### Collected data
■ ■ ■ ■

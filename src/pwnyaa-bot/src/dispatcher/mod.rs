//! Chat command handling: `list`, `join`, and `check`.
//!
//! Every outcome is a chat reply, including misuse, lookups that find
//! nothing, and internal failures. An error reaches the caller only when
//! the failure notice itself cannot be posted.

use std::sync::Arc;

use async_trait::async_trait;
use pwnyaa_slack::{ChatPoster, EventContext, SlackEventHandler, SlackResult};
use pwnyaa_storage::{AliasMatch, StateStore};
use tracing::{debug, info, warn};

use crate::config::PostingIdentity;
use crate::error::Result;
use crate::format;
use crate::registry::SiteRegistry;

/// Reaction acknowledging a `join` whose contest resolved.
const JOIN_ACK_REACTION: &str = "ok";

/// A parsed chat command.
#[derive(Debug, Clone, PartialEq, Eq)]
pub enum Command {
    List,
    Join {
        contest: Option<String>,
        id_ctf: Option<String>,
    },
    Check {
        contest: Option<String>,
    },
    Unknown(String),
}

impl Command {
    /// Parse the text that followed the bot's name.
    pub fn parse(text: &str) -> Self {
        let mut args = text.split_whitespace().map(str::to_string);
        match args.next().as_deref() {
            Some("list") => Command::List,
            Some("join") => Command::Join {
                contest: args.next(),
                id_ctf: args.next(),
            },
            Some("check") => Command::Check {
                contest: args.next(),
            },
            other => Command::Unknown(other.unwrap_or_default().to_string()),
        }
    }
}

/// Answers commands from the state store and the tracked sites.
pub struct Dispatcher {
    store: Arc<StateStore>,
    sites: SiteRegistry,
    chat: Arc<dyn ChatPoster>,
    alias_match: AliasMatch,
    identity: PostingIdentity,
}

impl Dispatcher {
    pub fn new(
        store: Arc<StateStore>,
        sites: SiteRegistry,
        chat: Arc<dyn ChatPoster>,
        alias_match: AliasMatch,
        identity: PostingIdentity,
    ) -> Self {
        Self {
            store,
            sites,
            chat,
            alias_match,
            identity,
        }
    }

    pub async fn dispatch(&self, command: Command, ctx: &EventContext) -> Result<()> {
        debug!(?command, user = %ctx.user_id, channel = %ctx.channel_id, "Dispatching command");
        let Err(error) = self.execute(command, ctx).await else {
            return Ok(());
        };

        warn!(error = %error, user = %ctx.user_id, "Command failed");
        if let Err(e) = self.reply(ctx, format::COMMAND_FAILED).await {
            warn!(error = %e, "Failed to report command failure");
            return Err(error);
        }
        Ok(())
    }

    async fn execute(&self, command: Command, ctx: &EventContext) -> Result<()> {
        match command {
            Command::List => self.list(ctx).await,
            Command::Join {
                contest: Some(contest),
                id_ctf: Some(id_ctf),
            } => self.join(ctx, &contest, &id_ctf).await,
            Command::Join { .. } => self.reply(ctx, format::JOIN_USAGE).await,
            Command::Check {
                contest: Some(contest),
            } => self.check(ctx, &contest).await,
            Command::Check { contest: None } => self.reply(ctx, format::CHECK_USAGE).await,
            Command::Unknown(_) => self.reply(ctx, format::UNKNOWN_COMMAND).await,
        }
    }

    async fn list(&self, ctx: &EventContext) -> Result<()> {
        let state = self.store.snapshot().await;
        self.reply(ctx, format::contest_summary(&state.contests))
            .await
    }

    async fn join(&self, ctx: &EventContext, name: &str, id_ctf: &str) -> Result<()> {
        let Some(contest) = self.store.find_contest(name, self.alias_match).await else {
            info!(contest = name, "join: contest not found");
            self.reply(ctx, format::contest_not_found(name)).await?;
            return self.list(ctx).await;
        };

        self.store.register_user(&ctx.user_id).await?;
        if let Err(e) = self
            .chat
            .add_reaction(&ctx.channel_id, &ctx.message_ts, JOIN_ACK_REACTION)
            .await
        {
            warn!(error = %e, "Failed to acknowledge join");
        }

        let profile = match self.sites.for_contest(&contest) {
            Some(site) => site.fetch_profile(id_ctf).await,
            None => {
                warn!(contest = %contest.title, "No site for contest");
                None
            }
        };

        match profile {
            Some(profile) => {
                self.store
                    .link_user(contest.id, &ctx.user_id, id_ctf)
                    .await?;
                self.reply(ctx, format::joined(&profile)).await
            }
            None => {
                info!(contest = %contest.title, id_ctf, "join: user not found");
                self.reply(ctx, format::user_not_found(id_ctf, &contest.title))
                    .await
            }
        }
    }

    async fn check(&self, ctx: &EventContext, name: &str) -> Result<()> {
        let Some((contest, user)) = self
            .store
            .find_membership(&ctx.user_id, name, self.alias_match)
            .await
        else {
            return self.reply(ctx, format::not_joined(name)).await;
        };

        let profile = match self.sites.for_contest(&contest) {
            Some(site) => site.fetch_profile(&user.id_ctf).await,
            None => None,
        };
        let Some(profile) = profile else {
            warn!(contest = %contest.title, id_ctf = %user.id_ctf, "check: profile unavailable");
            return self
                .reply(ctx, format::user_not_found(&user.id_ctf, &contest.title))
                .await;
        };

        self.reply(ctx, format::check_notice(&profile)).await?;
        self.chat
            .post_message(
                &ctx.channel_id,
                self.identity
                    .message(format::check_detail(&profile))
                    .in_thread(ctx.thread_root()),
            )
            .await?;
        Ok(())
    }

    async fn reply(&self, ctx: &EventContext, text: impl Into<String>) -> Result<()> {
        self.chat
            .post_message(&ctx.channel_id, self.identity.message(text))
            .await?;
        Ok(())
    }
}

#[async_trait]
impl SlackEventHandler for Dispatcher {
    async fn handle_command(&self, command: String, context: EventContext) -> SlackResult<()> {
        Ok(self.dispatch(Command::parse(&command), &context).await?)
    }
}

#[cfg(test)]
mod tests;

■ ■ ■ ■

Extract all lines from the data in which "SlackEventHandler" is found.

### Result of the exercise
use pwnyaa_slack::{ChatPoster, EventContext, SlackEventHandler, SlackResult};
impl SlackEventHandler for Dispatcher {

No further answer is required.